Following the transition from print journals to electronic (hybrid) journals in the past decade, usage metrics have become an interesting complement to citation metrics. In this article we investigate the similarities of and differences between usage and citation indicators for pharmacy and pharmacology journals and relate the results to a previous study on oncology journals. For the comparison at journal level we use the classical citation indicators as defined in the Journal Citation Reports and compute the corresponding usage indicators. At the article level we not only relate download and citation counts to each other but also try to identify the possible effect of citations upon subsequent downloads.
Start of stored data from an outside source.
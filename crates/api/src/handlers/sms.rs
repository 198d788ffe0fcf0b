//! Simulated SMS log. Nothing leaves the server; every message is stored
//! with status `sent`.

use axum::extract::State;
use axum::response::IntoResponse;
use axum::Json;
use serde::Deserialize;
use validator::Validate;

use smartseed_core::validation::{require_text, validate_dto};
use smartseed_db::models::sms::CreateSms;
use smartseed_db::repositories::SmsRepo;

use crate::error::AppResult;
use crate::extract::AppJson;
use crate::response::DataResponse;
use crate::state::AppState;

#[derive(Debug, Deserialize, Validate)]
pub struct SendSmsBody {
    pub to_number: Option<String>,
    pub message_text: Option<String>,
    #[validate(range(min = 1))]
    pub attempt: Option<i32>,
}

/// GET /api/v1/sms
pub async fn list_sms(State(state): State<AppState>) -> AppResult<impl IntoResponse> {
    let messages = SmsRepo::list(&state.pool).await?;
    Ok(Json(DataResponse { data: messages }))
}

/// POST /api/v1/sms
pub async fn send_sms(
    State(state): State<AppState>,
    AppJson(body): AppJson<SendSmsBody>,
) -> AppResult<impl IntoResponse> {
    validate_dto(&body)?;
    let input = CreateSms {
        to_number: require_text(body.to_number, "to_number")?,
        message_text: require_text(body.message_text, "message_text")?,
        attempt: body.attempt.unwrap_or(1),
    };

    let sms = SmsRepo::log_sent(&state.pool, &input).await?;

    tracing::info!(sms_id = sms.id, attempt = sms.attempt, "SMS logged as sent");

    Ok(Json(DataResponse { data: sms }))
}
//! Repositories for the `bed_tasks` catalogue and `daily_task_completions`.
//!
//! Completion rows are keyed by (bed, task, calendar day). "Today" is the
//! database's `CURRENT_DATE`.

use smartseed_core::types::DbId;
use sqlx::PgPool;

use crate::models::task::{BedTask, CompleteTask, TaskCompletion};

const TASK_COLUMNS: &str = "id, task_name, task_description, is_default, sort_order";

const COMPLETION_COLUMNS: &str = "id, bed_id, task_id, completed_by, completion_date, \
    completion_time, photo_url, notes, gps_latitude, gps_longitude";

/// Read access to the task catalogue.
pub struct BedTaskRepo;

impl BedTaskRepo {
    /// List the default tasks in checklist order.
    pub async fn list_defaults(pool: &PgPool) -> Result<Vec<BedTask>, sqlx::Error> {
        let query = format!(
            "SELECT {TASK_COLUMNS} FROM bed_tasks
             WHERE is_default = TRUE
             ORDER BY sort_order ASC, id ASC"
        );
        sqlx::query_as::<_, BedTask>(&query).fetch_all(pool).await
    }

    pub async fn find_by_id(pool: &PgPool, id: DbId) -> Result<Option<BedTask>, sqlx::Error> {
        let query = format!("SELECT {TASK_COLUMNS} FROM bed_tasks WHERE id = $1");
        sqlx::query_as::<_, BedTask>(&query)
            .bind(id)
            .fetch_optional(pool)
            .await
    }
}

/// Daily completion tracking.
pub struct TaskCompletionRepo;

impl TaskCompletionRepo {
    /// Mark a task complete for today.
    ///
    /// Upserts on (bed_id, task_id, completion_date): a second call on the
    /// same day overwrites the completer, time, photo, notes and GPS of the
    /// existing row instead of inserting another.
    pub async fn upsert_today(
        pool: &PgPool,
        input: &CompleteTask,
    ) -> Result<TaskCompletion, sqlx::Error> {
        let query = format!(
            "INSERT INTO daily_task_completions
                (bed_id, task_id, completed_by, completion_date, photo_url, notes,
                 gps_latitude, gps_longitude)
             VALUES ($1, $2, $3, CURRENT_DATE, $4, $5, $6, $7)
             ON CONFLICT (bed_id, task_id, completion_date) DO UPDATE SET
                 completed_by    = EXCLUDED.completed_by,
                 completion_time = NOW(),
                 photo_url       = EXCLUDED.photo_url,
                 notes           = EXCLUDED.notes,
                 gps_latitude    = EXCLUDED.gps_latitude,
                 gps_longitude   = EXCLUDED.gps_longitude
             RETURNING {COMPLETION_COLUMNS}"
        );
        sqlx::query_as::<_, TaskCompletion>(&query)
            .bind(input.bed_id)
            .bind(input.task_id)
            .bind(input.completed_by)
            .bind(&input.photo_url)
            .bind(&input.notes)
            .bind(input.gps_latitude)
            .bind(input.gps_longitude)
            .fetch_one(pool)
            .await
    }

    /// Remove today's completion for a bed/task. Earlier days are untouched.
    ///
    /// Returns `true` if a row was deleted.
    pub async fn delete_today(
        pool: &PgPool,
        bed_id: DbId,
        task_id: DbId,
    ) -> Result<bool, sqlx::Error> {
        let result = sqlx::query(
            "DELETE FROM daily_task_completions
             WHERE bed_id = $1 AND task_id = $2 AND completion_date = CURRENT_DATE",
        )
        .bind(bed_id)
        .bind(task_id)
        .execute(pool)
        .await?;
        Ok(result.rows_affected() > 0)
    }

    /// Today's completions for one bed.
    pub async fn list_today_for_bed(
        pool: &PgPool,
        bed_id: DbId,
    ) -> Result<Vec<TaskCompletion>, sqlx::Error> {
        let query = format!(
            "SELECT {COMPLETION_COLUMNS} FROM daily_task_completions
             WHERE bed_id = $1 AND completion_date = CURRENT_DATE
             ORDER BY task_id ASC"
        );
        sqlx::query_as::<_, TaskCompletion>(&query)
            .bind(bed_id)
            .fetch_all(pool)
            .await
    }

    /// Count all completion rows for a bed/task across every day.
    pub async fn count_for_bed_task(
        pool: &PgPool,
        bed_id: DbId,
        task_id: DbId,
    ) -> Result<i64, sqlx::Error> {
        sqlx::query_scalar::<_, i64>(
            "SELECT COUNT(*) FROM daily_task_completions WHERE bed_id = $1 AND task_id = $2",
        )
        .bind(bed_id)
        .bind(task_id)
        .fetch_one(pool)
        .await
    }
}
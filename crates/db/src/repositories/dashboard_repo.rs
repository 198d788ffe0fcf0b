//! Read-only aggregate queries behind the dashboard.
//!
//! Each method is one independent query returning sparse rows; gap filling,
//! labels and rounding are applied by the caller.

use smartseed_core::seedling_request::STATUS_PENDING;
use smartseed_core::types::Date;
use smartseed_core::users::ROLE_FIELD_WORKER;
use sqlx::PgPool;

use crate::models::dashboard::{
    BedCapacityRow, CategoryTotal, DailyValue, DashboardSummary, TaskExpectation,
};

pub struct DashboardRepo;

impl DashboardRepo {
    /// The database's current date, so series line up with `CURRENT_DATE`
    /// used by the task tables.
    pub async fn today(pool: &PgPool) -> Result<Date, sqlx::Error> {
        sqlx::query_scalar::<_, Date>("SELECT CURRENT_DATE")
            .fetch_one(pool)
            .await
    }

    /// Running total of wildlings received per day since `since`.
    ///
    /// Only days with at least one batch appear.
    pub async fn cumulative_plants_since(
        pool: &PgPool,
        since: Date,
    ) -> Result<Vec<DailyValue>, sqlx::Error> {
        sqlx::query_as::<_, DailyValue>(
            "SELECT day, (SUM(total) OVER (ORDER BY day))::BIGINT AS value
             FROM (
                 SELECT DATE(date_received) AS day, SUM(wildlings_count)::BIGINT AS total
                 FROM batches
                 WHERE date_received >= $1::DATE
                 GROUP BY DATE(date_received)
             ) per_day
             ORDER BY day ASC",
        )
        .bind(since)
        .fetch_all(pool)
        .await
    }

    /// Assigned quantity summed per bed species category.
    pub async fn quantity_by_category(pool: &PgPool) -> Result<Vec<CategoryTotal>, sqlx::Error> {
        sqlx::query_as::<_, CategoryTotal>(
            "SELECT b.species_category AS name,
                    COALESCE(SUM(bba.quantity_assigned), 0)::BIGINT AS value
             FROM beds b
             LEFT JOIN batch_bed_assignments bba ON bba.bed_id = b.id
             GROUP BY b.species_category
             ORDER BY value DESC, name ASC",
        )
        .fetch_all(pool)
        .await
    }

    /// The `limit` fullest beds with a known, non-zero capacity.
    pub async fn top_beds_by_occupancy(
        pool: &PgPool,
        limit: i64,
    ) -> Result<Vec<BedCapacityRow>, sqlx::Error> {
        sqlx::query_as::<_, BedCapacityRow>(
            "SELECT bed_name AS bed, current_occupancy AS current, capacity,
                    current_occupancy::FLOAT8 / capacity::FLOAT8 * 100.0 AS ratio
             FROM beds
             WHERE capacity IS NOT NULL AND capacity > 0
             ORDER BY ratio DESC, id ASC
             LIMIT $1",
        )
        .bind(limit)
        .fetch_all(pool)
        .await
    }

    /// Completion rows per day since `since`.
    pub async fn completions_per_day_since(
        pool: &PgPool,
        since: Date,
    ) -> Result<Vec<DailyValue>, sqlx::Error> {
        sqlx::query_as::<_, DailyValue>(
            "SELECT completion_date AS day, COUNT(*) AS value
             FROM daily_task_completions
             WHERE completion_date >= $1
             GROUP BY completion_date
             ORDER BY completion_date ASC",
        )
        .bind(since)
        .fetch_all(pool)
        .await
    }

    /// Bed count and default task count; their product is the daily target.
    pub async fn task_expectation(pool: &PgPool) -> Result<TaskExpectation, sqlx::Error> {
        sqlx::query_as::<_, TaskExpectation>(
            "SELECT
                (SELECT COUNT(*) FROM beds) AS bed_count,
                (SELECT COUNT(*) FROM bed_tasks WHERE is_default) AS default_task_count",
        )
        .fetch_one(pool)
        .await
    }

    /// Global counts for the summary cards.
    pub async fn summary(pool: &PgPool) -> Result<DashboardSummary, sqlx::Error> {
        sqlx::query_as::<_, DashboardSummary>(
            "SELECT
                (SELECT COUNT(*) FROM batches) AS total_batches,
                (SELECT COALESCE(SUM(wildlings_count), 0)::BIGINT FROM batches) AS total_plants,
                (SELECT COALESCE(SUM(current_occupancy), 0)::BIGINT FROM beds) AS plants_in_beds,
                (SELECT COUNT(*) FROM users WHERE role = $1 AND is_active) AS active_workers,
                (SELECT COUNT(*) FROM seedling_requests WHERE status = $2) AS pending_requests,
                (SELECT COUNT(*) FROM blacklist WHERE active) AS blacklisted_beneficiaries",
        )
        .bind(ROLE_FIELD_WORKER)
        .bind(STATUS_PENDING)
        .fetch_one(pool)
        .await
    }
}
//! Raw aggregate rows backing the dashboard charts.

use serde::Serialize;
use smartseed_core::types::Date;
use sqlx::FromRow;

/// A per-day value (cumulative plants, completed tasks).
#[derive(Debug, Clone, FromRow)]
pub struct DailyValue {
    pub day: Date,
    pub value: i64,
}

/// Summed assigned quantity for one bed species category.
#[derive(Debug, Clone, FromRow)]
pub struct CategoryTotal {
    pub name: String,
    pub value: i64,
}

/// Capacity figures for one bed, ordered by fill ratio.
#[derive(Debug, Clone, FromRow)]
pub struct BedCapacityRow {
    pub bed: String,
    pub current: i32,
    pub capacity: i32,
    pub ratio: f64,
}

/// Global counts shown above the charts.
#[derive(Debug, Clone, FromRow, Serialize)]
pub struct DashboardSummary {
    pub total_batches: i64,
    pub total_plants: i64,
    pub plants_in_beds: i64,
    pub active_workers: i64,
    pub pending_requests: i64,
    pub blacklisted_beneficiaries: i64,
}

/// Counts the task chart needs to compute the expected total.
#[derive(Debug, Clone, FromRow)]
pub struct TaskExpectation {
    pub bed_count: i64,
    pub default_task_count: i64,
}
//! Nursery location model.

use serde::Serialize;
use smartseed_core::types::{DbId, Timestamp};
use sqlx::FromRow;

/// A row from the `locations` table.
#[derive(Debug, Clone, FromRow, Serialize)]
pub struct Location {
    pub id: DbId,
    pub location_name: String,
    pub description: Option<String>,
    pub created_at: Timestamp,
    pub updated_at: Timestamp,
}

#[derive(Debug, Clone)]
pub struct CreateLocation {
    pub location_name: String,
    pub description: Option<String>,
}
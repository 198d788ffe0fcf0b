//! Row models (`FromRow`) and input DTOs, one module per table group.

pub mod batch;
pub mod bed;
pub mod beneficiary;
pub mod dashboard;
pub mod location;
pub mod monitoring;
pub mod release;
pub mod seedling_request;
pub mod sms;
pub mod task;
pub mod user;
Usage data were provided by ScienceDirect both at the journal level and, for a few selected journals, on a paper-by-paper basis. The corresponding citation data were retrieved from the Web of Science and Journal Citation Reports. Our analyses show that electronic journals have become generally accepted over the last decade. While the supply of ScienceDirect pharma journals rose by 50% between 2001 and 2006, the total number of article downloads (full-text articles [FTAs]) multiplied more than 5-fold in the same period. This also impacted the pattern of scholarly communication (strong increase in the immediacy index) in the past few years. Our results further reveal a close relation between citation and download frequencies. We computed a high correlation at the journal level when using absolute values and a moderate to high correlation when relating usage and citation impact factors. At the article level the rank correlation between downloads and citations was only medium-sized. Differences between downloads and citations exist in terms of obsolescence characteristics. While more than half of the articles are downloaded in the publication year or 1 year later, the median cited half-life was nearly 6 years for our journal sample. Our attempt to reveal a direct influence of citations upon downloads proved not to be feasible.